■ TASK DETAILS
Where the string "warn" occurs in a line of the data below, that line should be copied.

■ DATASET EXTRACT
++++
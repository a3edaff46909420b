//! Durable key-value storage for user preferences.
//!
//! Records are never persisted. The only state that survives a session is a
//! handful of preferences, kept in a small `SQLite` database.

pub mod migrations;
pub mod schema;

use std::path::{Path, PathBuf};
use std::sync::Arc;

use chrono::Utc;
use rusqlite::{params, Connection, OptionalExtension};
use tracing::{debug, info};

use crate::error::{Error, Result};

/// A string key-value store scoped to the current user.
pub trait KeyValueStore {
    /// Read a value.
    ///
    /// # Errors
    ///
    /// Returns an error if the backing store cannot be read.
    fn get(&self, key: &str) -> Result<Option<String>>;

    /// Write a value, replacing any previous one.
    ///
    /// # Errors
    ///
    /// Returns an error if the backing store cannot be written.
    fn set(&self, key: &str, value: &str) -> Result<()>;
}

impl<S: KeyValueStore + ?Sized> KeyValueStore for &S {
    fn get(&self, key: &str) -> Result<Option<String>> {
        (**self).get(key)
    }

    fn set(&self, key: &str, value: &str) -> Result<()> {
        (**self).set(key, value)
    }
}

impl<S: KeyValueStore + ?Sized> KeyValueStore for Arc<S> {
    fn get(&self, key: &str) -> Result<Option<String>> {
        (**self).get(key)
    }

    fn set(&self, key: &str, value: &str) -> Result<()> {
        (**self).set(key, value)
    }
}

/// `SQLite`-backed preference store.
#[derive(Debug)]
pub struct PreferenceStore {
    path: PathBuf,
    conn: Connection,
}

impl PreferenceStore {
    /// Open or create the preferences database at `path`.
    ///
    /// # Errors
    ///
    /// Returns an error if the database cannot be opened or initialized.
    pub fn open(path: impl AsRef<Path>) -> Result<Self> {
        let path = path.as_ref().to_path_buf();

        if let Some(parent) = path.parent() {
            if !parent.as_os_str().is_empty() && !parent.exists() {
                std::fs::create_dir_all(parent).map_err(|source| Error::DirectoryCreate {
                    path: parent.to_path_buf(),
                    source,
                })?;
            }
        }

        debug!("Opening preferences at {}", path.display());
        let conn = Connection::open(&path).map_err(|source| Error::DatabaseOpen {
            path: path.clone(),
            source,
        })?;
        migrations::initialize_schema(&conn)?;

        info!("Preferences opened at {}", path.display());
        Ok(Self { path, conn })
    }

    /// Create an in-memory store for testing.
    ///
    /// # Errors
    ///
    /// Returns an error if the in-memory database cannot be created.
    pub fn open_in_memory() -> Result<Self> {
        let conn = Connection::open_in_memory().map_err(|source| Error::DatabaseOpen {
            path: PathBuf::from(":memory:"),
            source,
        })?;
        migrations::initialize_schema(&conn)?;

        Ok(Self {
            path: PathBuf::from(":memory:"),
            conn,
        })
    }

    /// Path to the database file.
    #[must_use]
    pub fn path(&self) -> &Path {
        &self.path
    }

    /// Remove a preference. Returns `true` if it existed.
    ///
    /// # Errors
    ///
    /// Returns an error if the database operation fails.
    pub fn remove(&self, key: &str) -> Result<bool> {
        let affected = self
            .conn
            .execute("DELETE FROM preferences WHERE key = ?1", [key])?;
        Ok(affected > 0)
    }
}

impl KeyValueStore for PreferenceStore {
    fn get(&self, key: &str) -> Result<Option<String>> {
        let value = self
            .conn
            .query_row(
                "SELECT value FROM preferences WHERE key = ?1",
                [key],
                |row| row.get(0),
            )
            .optional()?;
        Ok(value)
    }

    fn set(&self, key: &str, value: &str) -> Result<()> {
        self.conn.execute(
            r"
            INSERT INTO preferences (key, value, updated_at) VALUES (?1, ?2, ?3)
            ON CONFLICT(key) DO UPDATE SET value = excluded.value, updated_at = excluded.updated_at
            ",
            params![key, value, Utc::now().to_rfc3339()],
        )?;
        debug!(key, value, "Preference written");
        Ok(())
    }
}
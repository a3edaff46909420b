//! Line-oriented archive session.
//!
//! Each input line is split with shell quoting rules and parsed as one
//! command. Commands run to completion one at a time, except prints, which
//! are spawned and keep running while the session accepts more input.
//! Failed commands are reported and the session carries on.

use std::io::Write;
use std::path::PathBuf;
use std::sync::Arc;

use clap::{Args, Parser, Subcommand};
use tokio::io::{AsyncBufRead, AsyncBufReadExt, Lines};
use tokio::task::JoinSet;
use tracing::{debug, info, warn};

use crate::archive::{Archive, Submitted};
use crate::attachment::SelectedFile;
use crate::cli::ThemeCommand;
use crate::error::Result;
use crate::form::FormValues;
use crate::print::{PrintDispatcher, PrintHost, PrintReport};
use crate::record::{RecordId, RecordSummary};
use crate::resolver::HandleProvider;
use crate::storage::KeyValueStore;
use crate::theme::{Theme, ThemeToggle};

const PROMPT: &str = "arsip> ";

#[derive(Debug, Parser)]
#[command(name = "arsip", no_binary_name = true)]
#[command(disable_version_flag = true)]
struct ShellLine {
    #[command(subcommand)]
    command: ShellCommand,
}

#[derive(Debug, Subcommand)]
enum ShellCommand {
    /// Save the form as a new record, or apply the edit in progress
    Save(SaveArgs),

    /// Load a record into the form
    Edit {
        /// Record id
        id: RecordId,
    },

    /// Clear the form and leave edit mode
    Cancel,

    /// Delete a record
    Delete {
        /// Record id
        id: RecordId,

        /// Skip the confirmation prompt
        #[arg(short, long)]
        yes: bool,
    },

    /// Print a record in the background
    Print {
        /// Record id
        id: RecordId,
    },

    /// Wait for background prints to finish
    Wait,

    /// Show the records
    #[command(alias = "ls")]
    List {
        /// Write the table as an HTML page
        #[arg(long, value_name = "FILE")]
        html: Option<PathBuf>,

        /// Output as JSON
        #[arg(short, long)]
        json: bool,
    },

    /// Show or change the color theme
    Theme {
        #[command(subcommand)]
        action: Option<ThemeCommand>,
    },

    /// Show the form contents
    Form,

    /// End the session
    #[command(alias = "exit")]
    Quit,
}

#[derive(Debug, Args)]
struct SaveArgs {
    /// Title (kept from the form when omitted)
    #[arg(short, long)]
    title: Option<String>,

    /// Category (kept from the form when omitted)
    #[arg(short, long)]
    category: Option<String>,

    /// Date (kept from the form when omitted)
    #[arg(short, long)]
    date: Option<String>,

    /// File to attach
    #[arg(short, long, value_name = "PATH")]
    file: Option<PathBuf>,

    /// MIME type of the file, instead of guessing from its extension
    #[arg(long, requires = "file")]
    mime: Option<String>,
}

enum Flow {
    Continue,
    Quit,
}

/// An interactive archive session.
pub struct Session<P, H, S> {
    archive: Archive<P>,
    dispatcher: Arc<PrintDispatcher<H>>,
    theme: ThemeToggle<S>,
    prints: JoinSet<Result<PrintReport>>,
    assume_yes: bool,
    interactive: bool,
}

impl<P, H, S> std::fmt::Debug for Session<P, H, S> {
    fn fmt(&self, f: &mut std::fmt::Formatter<'_>) -> std::fmt::Result {
        f.debug_struct("Session")
            .field("prints_in_flight", &self.prints.len())
            .field("assume_yes", &self.assume_yes)
            .field("interactive", &self.interactive)
            .finish_non_exhaustive()
    }
}

impl<P, H, S> Session<P, H, S>
where
    P: HandleProvider,
    H: PrintHost + 'static,
    S: KeyValueStore,
{
    /// Create a session.
    #[must_use]
    pub fn new(archive: Archive<P>, dispatcher: PrintDispatcher<H>, theme: ThemeToggle<S>) -> Self {
        Self {
            archive,
            dispatcher: Arc::new(dispatcher),
            theme,
            prints: JoinSet::new(),
            assume_yes: false,
            interactive: false,
        }
    }

    /// Answer yes to every confirmation.
    #[must_use]
    pub fn assume_yes(mut self, yes: bool) -> Self {
        self.assume_yes = yes;
        self
    }

    /// Show a prompt before reading each line.
    #[must_use]
    pub fn interactive(mut self, interactive: bool) -> Self {
        self.interactive = interactive;
        self
    }

    /// The archive behind the session.
    #[must_use]
    pub fn archive(&self) -> &Archive<P> {
        &self.archive
    }

    /// The active theme.
    #[must_use]
    pub fn theme(&self) -> Theme {
        self.theme.current()
    }

    /// Read commands until `quit` or end of input, then wait for prints
    /// and revoke every display handle.
    ///
    /// # Errors
    ///
    /// Returns an error only if reading input or writing output fails.
    pub async fn run<R, W>(&mut self, input: R, out: &mut W) -> Result<()>
    where
        R: AsyncBufRead + Unpin,
        W: Write,
    {
        let mut lines = input.lines();
        if self.interactive {
            writeln!(out, "arsip session. Type `help` for commands.")?;
        }

        loop {
            if self.interactive {
                write!(out, "{PROMPT}")?;
                out.flush()?;
            }
            let Some(line) = lines.next_line().await? else {
                break;
            };
            match self.execute(&line, &mut lines, out).await {
                Ok(Flow::Continue) => {}
                Ok(Flow::Quit) => break,
                Err(e) => {
                    debug!(error = %e, line, "Command failed");
                    writeln!(out, "error: {e}")?;
                }
            }
        }

        self.finish(out).await
    }

    async fn execute<R, W>(&mut self, line: &str, lines: &mut Lines<R>, out: &mut W) -> Result<Flow>
    where
        R: AsyncBufRead + Unpin,
        W: Write,
    {
        let trimmed = line.trim();
        if trimmed.is_empty() || trimmed.starts_with('#') {
            return Ok(Flow::Continue);
        }
        let Some(words) = shlex::split(trimmed) else {
            writeln!(out, "error: unbalanced quotes")?;
            return Ok(Flow::Continue);
        };
        let parsed = match ShellLine::try_parse_from(words) {
            Ok(parsed) => parsed,
            Err(e) => {
                write!(out, "{}", e.render())?;
                return Ok(Flow::Continue);
            }
        };

        match parsed.command {
            ShellCommand::Save(args) => {
                let values = self.merge_form(args)?;
                match self.archive.submit(values)? {
                    Submitted::Created(id) => writeln!(out, "Saved record {id}")?,
                    Submitted::Updated(id) => writeln!(out, "Updated record {id}")?,
                }
                write!(out, "{}", self.archive.table().render_text())?;
            }
            ShellCommand::Edit { id } => {
                let form = self.archive.begin_edit(id)?;
                writeln!(out, "Editing record {id}")?;
                write_form(out, &form.values(), form.submit_label())?;
            }
            ShellCommand::Cancel => {
                self.archive.cancel();
                writeln!(out, "Form cleared")?;
            }
            ShellCommand::Delete { id, yes } => {
                let title = self.archive.store().get(id)?.title.clone();
                if !(yes || self.assume_yes) && !confirm(&title, id, lines, out).await? {
                    writeln!(out, "Kept record {id}")?;
                    return Ok(Flow::Continue);
                }
                self.archive.delete(id)?;
                writeln!(out, "Deleted record {id}")?;
                write!(out, "{}", self.archive.table().render_text())?;
            }
            ShellCommand::Print { id } => {
                let job = self.archive.print_job(id)?;
                let dispatcher = Arc::clone(&self.dispatcher);
                self.prints
                    .spawn(async move { dispatcher.print_record(job).await });
                writeln!(out, "Printing record {id}")?;
            }
            ShellCommand::Wait => self.wait_for_prints(out).await?,
            ShellCommand::List { html, json } => self.list(html, json, out)?,
            ShellCommand::Theme { action } => {
                let theme = match action {
                    None | Some(ThemeCommand::Show) => self.theme.current(),
                    Some(ThemeCommand::Toggle) => self.theme.toggle()?,
                    Some(ThemeCommand::Set { theme }) => self.theme.set(theme.into())?,
                };
                writeln!(out, "Theme: {theme}")?;
            }
            ShellCommand::Form => {
                let form = self.archive.form();
                write_form(out, &form.values(), form.submit_label())?;
            }
            ShellCommand::Quit => return Ok(Flow::Quit),
        }
        Ok(Flow::Continue)
    }

    /// Form values with the given flags applied on top.
    fn merge_form(&self, args: SaveArgs) -> Result<FormValues> {
        let mut values = self.archive.form().values();
        if let Some(title) = args.title {
            values.title = title;
        }
        if let Some(category) = args.category {
            values.category = category;
        }
        if let Some(date) = args.date {
            values.date = date;
        }
        if let Some(path) = args.file {
            values.file = Some(SelectedFile::from_path(&path, args.mime.as_deref())?);
        }
        Ok(values)
    }

    fn list<W: Write>(&self, html: Option<PathBuf>, json: bool, out: &mut W) -> Result<()> {
        let table = self.archive.table();
        if let Some(path) = html {
            std::fs::write(&path, table.render_html(self.theme.current()))?;
            writeln!(out, "Wrote {}", path.display())?;
        } else if json {
            let summaries: Vec<RecordSummary> =
                self.archive.store().iter().map(RecordSummary::from).collect();
            writeln!(out, "{}", serde_json::to_string_pretty(&summaries)?)?;
        } else {
            write!(out, "{}", table.render_text())?;
        }
        Ok(())
    }

    async fn wait_for_prints<W: Write>(&mut self, out: &mut W) -> Result<()> {
        while let Some(joined) = self.prints.join_next().await {
            match joined {
                Ok(Ok(report)) => writeln!(
                    out,
                    "Printed record {} ({}) to {}",
                    report.record, report.kind, report.location
                )?,
                Ok(Err(e)) => writeln!(out, "error: {e}")?,
                Err(e) => {
                    warn!(error = %e, "Print task did not complete");
                    writeln!(out, "error: print task did not complete: {e}")?;
                }
            }
        }
        Ok(())
    }

    async fn finish<W: Write>(&mut self, out: &mut W) -> Result<()> {
        self.wait_for_prints(out).await?;
        let revoked = self.archive.shutdown();
        info!(
            records = self.archive.store().len(),
            revoked, "Session ended"
        );
        Ok(())
    }
}

fn write_form<W: Write>(out: &mut W, values: &FormValues, label: &str) -> Result<()> {
    writeln!(out, "  title:    {}", values.title)?;
    writeln!(out, "  category: {}", values.category)?;
    writeln!(out, "  date:     {}", values.date)?;
    writeln!(out, "  file:     (choose with --file)")?;
    writeln!(out, "Run `save` to {label}, or `cancel`.")?;
    Ok(())
}

async fn confirm<R, W>(title: &str, id: RecordId, lines: &mut Lines<R>, out: &mut W) -> Result<bool>
where
    R: AsyncBufRead + Unpin,
    W: Write,
{
    write!(out, "Delete record {id} \"{title}\"? [y/N] ")?;
    out.flush()?;
    let answer = lines.next_line().await?.unwrap_or_default();
    writeln!(out)?;
    Ok(matches!(
        answer.trim().to_ascii_lowercase().as_str(),
        "y" | "yes"
    ))
}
++++
■ THE ANSWER
use tracing::{debug, info, warn};
                    warn!(error = %e, "Print task did not complete");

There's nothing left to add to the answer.